**Exercise prompt**:
Identify all lines in the data containing the string "Option". Copy them out.

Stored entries
---

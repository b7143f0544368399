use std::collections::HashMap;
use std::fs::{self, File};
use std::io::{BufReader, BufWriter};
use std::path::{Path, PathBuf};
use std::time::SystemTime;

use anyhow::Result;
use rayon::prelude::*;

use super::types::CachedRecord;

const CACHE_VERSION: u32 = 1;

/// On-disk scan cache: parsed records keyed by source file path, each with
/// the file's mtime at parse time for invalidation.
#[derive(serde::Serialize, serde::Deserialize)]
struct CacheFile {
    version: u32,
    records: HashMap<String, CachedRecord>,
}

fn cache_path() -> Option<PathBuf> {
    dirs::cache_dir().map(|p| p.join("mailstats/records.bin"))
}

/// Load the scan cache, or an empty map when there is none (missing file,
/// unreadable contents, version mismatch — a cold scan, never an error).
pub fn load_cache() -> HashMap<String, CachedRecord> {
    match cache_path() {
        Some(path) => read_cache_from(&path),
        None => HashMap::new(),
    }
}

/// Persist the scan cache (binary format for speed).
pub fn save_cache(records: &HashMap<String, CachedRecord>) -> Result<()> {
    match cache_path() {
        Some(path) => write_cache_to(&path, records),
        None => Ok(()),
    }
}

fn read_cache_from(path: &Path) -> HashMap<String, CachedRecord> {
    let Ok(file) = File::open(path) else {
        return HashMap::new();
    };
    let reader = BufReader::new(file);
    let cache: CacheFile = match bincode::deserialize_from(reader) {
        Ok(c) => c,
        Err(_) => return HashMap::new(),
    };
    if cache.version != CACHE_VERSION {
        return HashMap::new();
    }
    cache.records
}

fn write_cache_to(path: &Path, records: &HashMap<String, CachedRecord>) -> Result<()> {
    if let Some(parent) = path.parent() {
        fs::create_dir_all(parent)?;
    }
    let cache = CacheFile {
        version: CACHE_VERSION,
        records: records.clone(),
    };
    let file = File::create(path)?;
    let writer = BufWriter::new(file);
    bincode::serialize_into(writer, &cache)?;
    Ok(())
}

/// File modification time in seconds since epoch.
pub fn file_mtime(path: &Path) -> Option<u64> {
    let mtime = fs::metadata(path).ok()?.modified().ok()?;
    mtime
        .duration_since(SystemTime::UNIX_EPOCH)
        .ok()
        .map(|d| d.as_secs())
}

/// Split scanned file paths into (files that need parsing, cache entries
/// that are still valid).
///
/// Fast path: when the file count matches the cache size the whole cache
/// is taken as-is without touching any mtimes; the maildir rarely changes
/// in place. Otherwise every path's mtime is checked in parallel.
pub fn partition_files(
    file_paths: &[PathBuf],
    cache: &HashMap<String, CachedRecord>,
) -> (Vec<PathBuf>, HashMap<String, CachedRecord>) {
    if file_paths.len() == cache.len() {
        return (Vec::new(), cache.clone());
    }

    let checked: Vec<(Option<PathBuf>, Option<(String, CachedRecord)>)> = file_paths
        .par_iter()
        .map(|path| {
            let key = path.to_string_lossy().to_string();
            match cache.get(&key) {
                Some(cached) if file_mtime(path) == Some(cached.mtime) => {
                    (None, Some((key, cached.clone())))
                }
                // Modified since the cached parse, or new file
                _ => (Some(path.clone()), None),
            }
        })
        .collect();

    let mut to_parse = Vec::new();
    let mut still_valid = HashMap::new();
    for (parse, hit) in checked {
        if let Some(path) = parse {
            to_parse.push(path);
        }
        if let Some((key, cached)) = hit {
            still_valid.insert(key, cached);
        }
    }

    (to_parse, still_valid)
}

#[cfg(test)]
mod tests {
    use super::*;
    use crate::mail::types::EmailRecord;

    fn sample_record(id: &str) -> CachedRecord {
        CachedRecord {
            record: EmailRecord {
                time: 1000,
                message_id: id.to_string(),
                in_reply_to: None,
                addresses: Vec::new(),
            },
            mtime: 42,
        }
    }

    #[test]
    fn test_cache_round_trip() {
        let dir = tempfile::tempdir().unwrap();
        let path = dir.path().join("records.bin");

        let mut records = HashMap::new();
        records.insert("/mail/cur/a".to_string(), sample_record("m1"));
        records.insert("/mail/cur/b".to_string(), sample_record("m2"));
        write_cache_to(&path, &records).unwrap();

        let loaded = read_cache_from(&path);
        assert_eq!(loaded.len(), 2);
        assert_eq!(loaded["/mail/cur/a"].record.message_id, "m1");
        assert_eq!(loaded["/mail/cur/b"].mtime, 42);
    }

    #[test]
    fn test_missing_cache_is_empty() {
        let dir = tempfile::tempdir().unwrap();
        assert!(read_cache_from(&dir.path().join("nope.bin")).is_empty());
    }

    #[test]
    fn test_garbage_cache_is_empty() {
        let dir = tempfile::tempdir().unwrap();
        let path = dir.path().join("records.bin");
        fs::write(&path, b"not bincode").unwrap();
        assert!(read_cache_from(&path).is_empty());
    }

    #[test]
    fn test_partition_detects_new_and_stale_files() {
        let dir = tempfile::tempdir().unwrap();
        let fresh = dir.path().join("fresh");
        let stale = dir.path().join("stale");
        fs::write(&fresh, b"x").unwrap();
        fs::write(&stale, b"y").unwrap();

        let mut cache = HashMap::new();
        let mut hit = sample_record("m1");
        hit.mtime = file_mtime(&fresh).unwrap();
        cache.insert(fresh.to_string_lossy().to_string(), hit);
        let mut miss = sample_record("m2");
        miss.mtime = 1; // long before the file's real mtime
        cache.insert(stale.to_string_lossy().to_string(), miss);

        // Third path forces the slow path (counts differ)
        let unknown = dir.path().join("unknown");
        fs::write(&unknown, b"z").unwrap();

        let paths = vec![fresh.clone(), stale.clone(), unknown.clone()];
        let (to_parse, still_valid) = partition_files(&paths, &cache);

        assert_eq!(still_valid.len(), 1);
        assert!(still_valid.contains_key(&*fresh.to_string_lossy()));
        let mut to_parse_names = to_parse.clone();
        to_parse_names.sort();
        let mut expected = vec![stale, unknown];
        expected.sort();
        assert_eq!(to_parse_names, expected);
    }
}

---

**Response to this task**:
fn cache_path() -> Option<PathBuf> {
pub fn file_mtime(path: &Path) -> Option<u64> {
    let checked: Vec<(Option<PathBuf>, Option<(String, CachedRecord)>)> = file_paths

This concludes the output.